[Start of section]
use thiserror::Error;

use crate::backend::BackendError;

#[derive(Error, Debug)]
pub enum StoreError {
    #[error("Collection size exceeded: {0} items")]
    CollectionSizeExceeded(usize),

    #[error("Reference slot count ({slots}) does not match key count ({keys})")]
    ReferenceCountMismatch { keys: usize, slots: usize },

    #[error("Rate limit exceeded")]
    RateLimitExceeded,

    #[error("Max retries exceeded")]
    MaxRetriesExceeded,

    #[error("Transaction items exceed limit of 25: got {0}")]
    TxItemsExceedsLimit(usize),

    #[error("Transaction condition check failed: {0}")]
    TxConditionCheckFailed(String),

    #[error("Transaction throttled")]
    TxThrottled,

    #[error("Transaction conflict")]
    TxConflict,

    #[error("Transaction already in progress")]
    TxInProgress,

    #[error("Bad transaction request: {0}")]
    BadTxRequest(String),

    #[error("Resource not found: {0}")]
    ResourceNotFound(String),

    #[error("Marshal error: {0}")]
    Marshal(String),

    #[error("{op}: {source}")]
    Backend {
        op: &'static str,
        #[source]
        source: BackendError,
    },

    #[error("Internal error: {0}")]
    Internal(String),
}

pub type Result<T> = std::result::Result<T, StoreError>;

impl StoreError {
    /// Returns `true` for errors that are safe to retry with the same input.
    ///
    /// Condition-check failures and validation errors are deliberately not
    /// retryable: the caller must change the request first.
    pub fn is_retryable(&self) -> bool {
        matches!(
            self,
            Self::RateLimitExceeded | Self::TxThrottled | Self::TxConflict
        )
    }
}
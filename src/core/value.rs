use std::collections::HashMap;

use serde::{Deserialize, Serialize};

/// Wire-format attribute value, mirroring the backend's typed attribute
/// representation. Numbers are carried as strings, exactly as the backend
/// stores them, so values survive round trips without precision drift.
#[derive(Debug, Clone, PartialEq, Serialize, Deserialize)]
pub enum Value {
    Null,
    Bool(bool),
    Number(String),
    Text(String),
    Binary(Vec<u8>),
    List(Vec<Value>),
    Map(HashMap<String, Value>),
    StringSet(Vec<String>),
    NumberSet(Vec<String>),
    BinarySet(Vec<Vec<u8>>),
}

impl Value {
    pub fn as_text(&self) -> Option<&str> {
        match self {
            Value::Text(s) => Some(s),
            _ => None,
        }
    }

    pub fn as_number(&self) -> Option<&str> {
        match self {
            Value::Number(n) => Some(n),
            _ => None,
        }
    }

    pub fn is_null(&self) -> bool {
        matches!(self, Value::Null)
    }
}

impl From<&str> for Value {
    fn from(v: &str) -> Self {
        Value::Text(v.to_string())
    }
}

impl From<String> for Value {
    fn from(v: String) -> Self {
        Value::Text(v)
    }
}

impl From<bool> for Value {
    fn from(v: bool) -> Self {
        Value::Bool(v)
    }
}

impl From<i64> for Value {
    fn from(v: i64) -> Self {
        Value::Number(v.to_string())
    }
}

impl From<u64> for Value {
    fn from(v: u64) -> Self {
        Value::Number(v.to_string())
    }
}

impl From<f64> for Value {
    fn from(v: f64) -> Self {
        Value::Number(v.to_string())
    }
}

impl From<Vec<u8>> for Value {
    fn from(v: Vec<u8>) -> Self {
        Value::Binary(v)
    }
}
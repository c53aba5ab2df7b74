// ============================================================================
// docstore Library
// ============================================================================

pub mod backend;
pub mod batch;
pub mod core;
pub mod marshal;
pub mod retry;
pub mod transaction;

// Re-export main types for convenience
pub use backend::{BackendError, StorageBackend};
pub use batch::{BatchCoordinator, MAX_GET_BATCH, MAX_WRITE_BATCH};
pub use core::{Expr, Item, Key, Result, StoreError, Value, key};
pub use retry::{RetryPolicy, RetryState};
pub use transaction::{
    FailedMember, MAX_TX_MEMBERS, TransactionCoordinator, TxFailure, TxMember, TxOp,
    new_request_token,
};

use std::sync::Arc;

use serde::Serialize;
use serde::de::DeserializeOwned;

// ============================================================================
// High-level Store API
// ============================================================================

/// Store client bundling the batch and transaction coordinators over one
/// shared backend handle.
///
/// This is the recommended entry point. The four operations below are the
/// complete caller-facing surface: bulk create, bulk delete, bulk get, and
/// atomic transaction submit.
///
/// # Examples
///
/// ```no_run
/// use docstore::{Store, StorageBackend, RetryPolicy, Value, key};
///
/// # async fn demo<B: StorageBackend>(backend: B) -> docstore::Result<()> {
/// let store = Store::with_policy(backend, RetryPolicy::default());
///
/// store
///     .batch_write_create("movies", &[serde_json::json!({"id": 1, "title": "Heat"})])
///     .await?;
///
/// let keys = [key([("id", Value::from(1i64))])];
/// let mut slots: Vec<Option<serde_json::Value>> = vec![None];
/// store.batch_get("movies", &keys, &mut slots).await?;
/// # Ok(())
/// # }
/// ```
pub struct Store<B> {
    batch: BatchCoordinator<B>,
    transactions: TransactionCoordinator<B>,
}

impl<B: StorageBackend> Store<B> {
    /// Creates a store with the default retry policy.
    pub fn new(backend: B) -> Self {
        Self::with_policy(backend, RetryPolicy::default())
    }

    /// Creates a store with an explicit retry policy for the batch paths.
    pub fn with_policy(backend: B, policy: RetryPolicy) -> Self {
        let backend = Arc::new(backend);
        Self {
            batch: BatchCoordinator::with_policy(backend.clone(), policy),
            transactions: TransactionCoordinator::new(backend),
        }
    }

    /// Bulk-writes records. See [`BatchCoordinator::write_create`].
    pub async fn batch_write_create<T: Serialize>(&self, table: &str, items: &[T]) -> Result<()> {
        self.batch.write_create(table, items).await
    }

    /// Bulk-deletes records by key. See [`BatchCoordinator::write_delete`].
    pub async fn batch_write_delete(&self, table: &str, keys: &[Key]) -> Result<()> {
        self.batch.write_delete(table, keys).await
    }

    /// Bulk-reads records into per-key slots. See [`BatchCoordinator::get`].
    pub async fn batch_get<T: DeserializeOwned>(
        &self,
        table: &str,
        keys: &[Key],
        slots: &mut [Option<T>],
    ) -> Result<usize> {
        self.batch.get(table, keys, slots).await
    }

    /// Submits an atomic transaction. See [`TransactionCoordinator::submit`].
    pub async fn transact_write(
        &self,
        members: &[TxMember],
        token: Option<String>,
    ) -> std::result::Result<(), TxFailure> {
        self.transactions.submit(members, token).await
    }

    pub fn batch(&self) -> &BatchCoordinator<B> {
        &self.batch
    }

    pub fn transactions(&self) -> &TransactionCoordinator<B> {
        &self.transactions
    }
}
[End of section]
What needs to be done >>
Filter the records above and return every line that holds the word "Internal".

Answer to this exercise >>
    #[error("Internal error: {0}")]
    Internal(String),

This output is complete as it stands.